§ Exercise description: From the first line to the last, print the listing exactly.

§ Record excerpts:
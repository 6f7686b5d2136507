//! Domain models returned by the repositories and serialised by the API.
//!
//! These are validated domain objects separate from database row types.
//! All of them serialise with camelCase field names.

pub mod customer;
pub mod merchant;
pub mod order;
pub mod product;
pub mod store;

pub use customer::StoreCustomer;
pub use merchant::Merchant;
pub use order::StoreOrder;
pub use product::Product;
pub use store::{PublicStore, Store};
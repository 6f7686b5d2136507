//! HTTP route handlers.
//!
//! # Route Structure
//!
//! ```text
//! GET    /health                              - Liveness
//! GET    /health/ready                        - Readiness (database)
//!
//! # Public
//! GET    /api/public/stores/{subdomain}       - Active store by slug (cached)
//! POST   /api/store-checkout/{subdomain}      - Place an order (rate limited)
//! GET    /api/products                        - Catalogue list (?category=&limit=&offset=)
//! GET    /api/products/{id}                   - Catalogue product
//! GET    /api/catalog/options                 - Categories, sizes, colours, tax rules
//!
//! # Merchant (Authorization: Bearer <merchant token>)
//! GET    /api/stores                          - Own stores
//! POST   /api/stores                          - Create store
//! GET    /api/stores/{slug}                   - Own store
//! PATCH  /api/stores/{slug}                   - Update store
//! GET    /api/stores/{slug}/customers         - Store customers
//! GET    /api/stores/{slug}/orders            - Store orders
//! GET    /api/stores/{slug}/orders/{id}       - Store order
//!
//! # Admin (Authorization: Bearer <SHELFMERCH_ADMIN_TOKEN>)
//! POST   /api/admin/products                  - Create catalogue product
//! PUT    /api/admin/products/{id}             - Replace catalogue product
//! DELETE /api/admin/products/{id}             - Delete catalogue product
//! ```

pub mod checkout;
pub mod customers;
pub mod health;
pub mod orders;
pub mod products;
pub mod stores;

use axum::{
    Router,
    routing::{get, post, put},
};
use serde::Deserialize;

use crate::db::Page;
use crate::state::AppState;

/// `?limit=&offset=` query parameters.
#[derive(Debug, Default, Deserialize)]
pub struct PageQuery {
    pub limit: Option<i64>,
    pub offset: Option<i64>,
}

impl From<PageQuery> for Page {
    fn from(query: PageQuery) -> Self {
        Self::new(query.limit, query.offset)
    }
}

/// Create the merchant store routes router.
pub fn store_routes() -> Router<AppState> {
    Router::new()
        .route("/", get(stores::index).post(stores::create))
        .route("/{slug}", get(stores::show).patch(stores::update))
        .route("/{slug}/customers", get(customers::index))
        .route("/{slug}/orders", get(orders::index))
        .route("/{slug}/orders/{id}", get(orders::show))
}

/// Create the catalogue routes router.
pub fn product_routes() -> Router<AppState> {
    Router::new()
        .route("/", get(products::index))
        .route("/{id}", get(products::show))
}

/// Create the admin catalogue routes router.
pub fn admin_routes() -> Router<AppState> {
    Router::new()
        .route("/products", post(products::create))
        .route(
            "/products/{id}",
            put(products::replace).delete(products::delete),
        )
}

/// Create the checkout router.
///
/// Kept separate so the binary can wrap it in the checkout rate limiter.
pub fn checkout_routes() -> Router<AppState> {
    Router::new().route("/api/store-checkout/{subdomain}", post(checkout::place_order))
}

/// Create all routes except checkout.
pub fn routes() -> Router<AppState> {
    Router::new()
        .route("/health", get(health::health))
        .route("/health/ready", get(health::readiness))
        .route("/api/public/stores/{subdomain}", get(stores::public_show))
        .route("/api/catalog/options", get(products::options))
        .nest("/api/products", product_routes())
        .nest("/api/stores", store_routes())
        .nest("/api/admin", admin_routes())
}
//! Storefront checkout.
//!
//! Validates the payload and computes totals, then in one transaction finds
//! the active store, upserts the customer and inserts the order.

use sqlx::PgPool;
use tracing::instrument;

use shelfmerch_core::StoreSlug;
use shelfmerch_core::checkout::{CheckoutPricing, CheckoutRequest, OrderTotals, ValidatedCheckout};

use crate::db::orders::{self, NewOrder};
use crate::db::{RepositoryError, customers, stores};
use crate::error::AppError;
use crate::models::StoreOrder;

/// Place an order for the store served at `subdomain`.
///
/// # Errors
///
/// - `AppError::Checkout` when the payload is invalid or its totals are
///   out of range (nothing is written)
/// - `AppError::NotFound` when no active store has this slug
/// - `AppError::OrderFailed` when the database work fails (rolled back)
#[instrument(skip(pool, pricing, request))]
pub async fn place_order(
    pool: &PgPool,
    pricing: &CheckoutPricing,
    subdomain: &str,
    request: CheckoutRequest,
) -> Result<StoreOrder, AppError> {
    let checkout = request.validate()?;
    let totals = pricing.totals(&checkout.items)?;

    let Ok(slug) = StoreSlug::parse(subdomain) else {
        return Err(AppError::NotFound("Store"));
    };

    let order = persist(pool, &slug, checkout, totals)
        .await
        .map_err(|err| match err {
            PlaceOrderError::StoreNotFound => AppError::NotFound("Store"),
            PlaceOrderError::Repository(e) => {
                tracing::error!(store = %slug, error = %e, "Checkout failed");
                AppError::OrderFailed(e)
            }
        })?;

    tracing::info!(
        store = %slug,
        order_id = %order.id,
        total = %order.total,
        items = order.items.len(),
        "Order placed"
    );
    Ok(order)
}

enum PlaceOrderError {
    StoreNotFound,
    Repository(RepositoryError),
}

impl From<RepositoryError> for PlaceOrderError {
    fn from(err: RepositoryError) -> Self {
        Self::Repository(err)
    }
}

impl From<sqlx::Error> for PlaceOrderError {
    fn from(err: sqlx::Error) -> Self {
        Self::Repository(err.into())
    }
}

/// Store lookup, customer upsert and order insert in one transaction.
/// Dropping the transaction on an early return rolls it back.
async fn persist(
    pool: &PgPool,
    slug: &StoreSlug,
    checkout: ValidatedCheckout,
    totals: OrderTotals,
) -> Result<StoreOrder, PlaceOrderError> {
    let mut tx = pool.begin().await?;

    let store = stores::find_active_by_slug(&mut *tx, slug)
        .await?
        .ok_or(PlaceOrderError::StoreNotFound)?;

    let customer = customers::upsert_for_checkout(
        &mut *tx,
        &store,
        &checkout.email,
        &checkout.full_name,
        checkout.marketing_opt_in(),
    )
    .await?;

    let order = orders::insert(
        &mut *tx,
        NewOrder {
            merchant_id: store.merchant_id,
            store_id: store.id,
            customer_id: customer.id,
            customer_email: customer.email,
            items: checkout.order_items(),
            totals,
            shipping_address: checkout.shipping,
        },
    )
    .await?;

    tx.commit().await?;
    Ok(order)
}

§ Your response:
repository 6f7686b5d2136507
//! Domain models returned by the repositories and serialised by the API.
//!
//! These are validated domain objects separate from database row types.
//! All of them serialise with camelCase field names.

pub mod customer;
pub mod merchant;
pub mod order;
pub mod product;
pub mod store;

pub use customer::StoreCustomer;
pub use merchant::Merchant;
pub use order::StoreOrder;
pub use product::Product;
pub use store::{PublicStore, Store};
repository 6f7686b5d2136507
//! HTTP route handlers.
//!
//! # Route Structure
//!
//! ```text
//! GET    /health                              - Liveness
//! GET    /health/ready                        - Readiness (database)
//!
//! # Public
//! GET    /api/public/stores/{subdomain}       - Active store by slug (cached)
//! POST   /api/store-checkout/{subdomain}      - Place an order (rate limited)
//! GET    /api/products                        - Catalogue list (?category=&limit=&offset=)
//! GET    /api/products/{id}                   - Catalogue product
//! GET    /api/catalog/options                 - Categories, sizes, colours, tax rules
//!
//! # Merchant (Authorization: Bearer <merchant token>)
//! GET    /api/stores                          - Own stores
//! POST   /api/stores                          - Create store
//! GET    /api/stores/{slug}                   - Own store
//! PATCH  /api/stores/{slug}                   - Update store
//! GET    /api/stores/{slug}/customers         - Store customers
//! GET    /api/stores/{slug}/orders            - Store orders
//! GET    /api/stores/{slug}/orders/{id}       - Store order
//!
//! # Admin (Authorization: Bearer <SHELFMERCH_ADMIN_TOKEN>)
//! POST   /api/admin/products                  - Create catalogue product
//! PUT    /api/admin/products/{id}             - Replace catalogue product
//! DELETE /api/admin/products/{id}             - Delete catalogue product
//! ```

pub mod checkout;
pub mod customers;
pub mod health;
pub mod orders;
pub mod products;
pub mod stores;

use axum::{
    Router,
    routing::{get, post, put},
};
use serde::Deserialize;

use crate::db::Page;
use crate::state::AppState;

/// `?limit=&offset=` query parameters.
#[derive(Debug, Default, Deserialize)]
pub struct PageQuery {
    pub limit: Option<i64>,
    pub offset: Option<i64>,
}

impl From<PageQuery> for Page {
    fn from(query: PageQuery) -> Self {
        Self::new(query.limit, query.offset)
    }
}

/// Create the merchant store routes router.
pub fn store_routes() -> Router<AppState> {
    Router::new()
        .route("/", get(stores::index).post(stores::create))
        .route("/{slug}", get(stores::show).patch(stores::update))
        .route("/{slug}/customers", get(customers::index))
        .route("/{slug}/orders", get(orders::index))
        .route("/{slug}/orders/{id}", get(orders::show))
}

/// Create the catalogue routes router.
pub fn product_routes() -> Router<AppState> {
    Router::new()
        .route("/", get(products::index))
        .route("/{id}", get(products::show))
}

/// Create the admin catalogue routes router.
pub fn admin_routes() -> Router<AppState> {
    Router::new()
        .route("/products", post(products::create))
        .route(
            "/products/{id}",
            put(products::replace).delete(products::delete),
        )
}

/// Create the checkout router.
///
/// Kept separate so the binary can wrap it in the checkout rate limiter.
pub fn checkout_routes() -> Router<AppState> {
    Router::new().route("/api/store-checkout/{subdomain}", post(checkout::place_order))
}

/// Create all routes except checkout.
pub fn routes() -> Router<AppState> {
    Router::new()
        .route("/health", get(health::health))
        .route("/health/ready", get(health::readiness))
        .route("/api/public/stores/{subdomain}", get(stores::public_show))
        .route("/api/catalog/options", get(products::options))
        .nest("/api/products", product_routes())
        .nest("/api/stores", store_routes())
        .nest("/api/admin", admin_routes())
}
//! Storefront checkout.
//!
//! Validates the payload and computes totals, then in one transaction finds
//! the active store, upserts the customer and inserts the order.

use sqlx::PgPool;
use tracing::instrument;

use shelfmerch_core::StoreSlug;
use shelfmerch_core::checkout::{CheckoutPricing, CheckoutRequest, OrderTotals, ValidatedCheckout};

use crate::db::orders::{self, NewOrder};
use crate::db::{RepositoryError, customers, stores};
use crate::error::AppError;
use crate::models::StoreOrder;

/// Place an order for the store served at `subdomain`.
///
/// # Errors
///
/// - `AppError::Checkout` when the payload is invalid or its totals are
///   out of range (nothing is written)
/// - `AppError::NotFound` when no active store has this slug
/// - `AppError::OrderFailed` when the database work fails (rolled back)
#[instrument(skip(pool, pricing, request))]
pub async fn place_order(
    pool: &PgPool,
    pricing: &CheckoutPricing,
    subdomain: &str,
    request: CheckoutRequest,
) -> Result<StoreOrder, AppError> {
    let checkout = request.validate()?;
    let totals = pricing.totals(&checkout.items)?;

    let Ok(slug) = StoreSlug::parse(subdomain) else {
        return Err(AppError::NotFound("Store"));
    };

    let order = persist(pool, &slug, checkout, totals)
        .await
        .map_err(|err| match err {
            PlaceOrderError::StoreNotFound => AppError::NotFound("Store"),
            PlaceOrderError::Repository(e) => {
                tracing::error!(store = %slug, error = %e, "Checkout failed");
                AppError::OrderFailed(e)
            }
        })?;

    tracing::info!(
        store = %slug,
        order_id = %order.id,
        total = %order.total,
        items = order.items.len(),
        "Order placed"
    );
    Ok(order)
}

enum PlaceOrderError {
    StoreNotFound,
    Repository(RepositoryError),
}

impl From<RepositoryError> for PlaceOrderError {
    fn from(err: RepositoryError) -> Self {
        Self::Repository(err)
    }
}

impl From<sqlx::Error> for PlaceOrderError {
    fn from(err: sqlx::Error) -> Self {
        Self::Repository(err.into())
    }
}

/// Store lookup, customer upsert and order insert in one transaction.
/// Dropping the transaction on an early return rolls it back.
async fn persist(
    pool: &PgPool,
    slug: &StoreSlug,
    checkout: ValidatedCheckout,
    totals: OrderTotals,
) -> Result<StoreOrder, PlaceOrderError> {
    let mut tx = pool.begin().await?;

    let store = stores::find_active_by_slug(&mut *tx, slug)
        .await?
        .ok_or(PlaceOrderError::StoreNotFound)?;

    let customer = customers::upsert_for_checkout(
        &mut *tx,
        &store,
        &checkout.email,
        &checkout.full_name,
        checkout.marketing_opt_in(),
    )
    .await?;

    let order = orders::insert(
        &mut *tx,
        NewOrder {
            merchant_id: store.merchant_id,
            store_id: store.id,
            customer_id: customer.id,
            customer_email: customer.email,
            items: checkout.order_items(),
            totals,
            shipping_address: checkout.shipping,
        },
    )
    .await?;

    tx.commit().await?;
    Ok(order)
}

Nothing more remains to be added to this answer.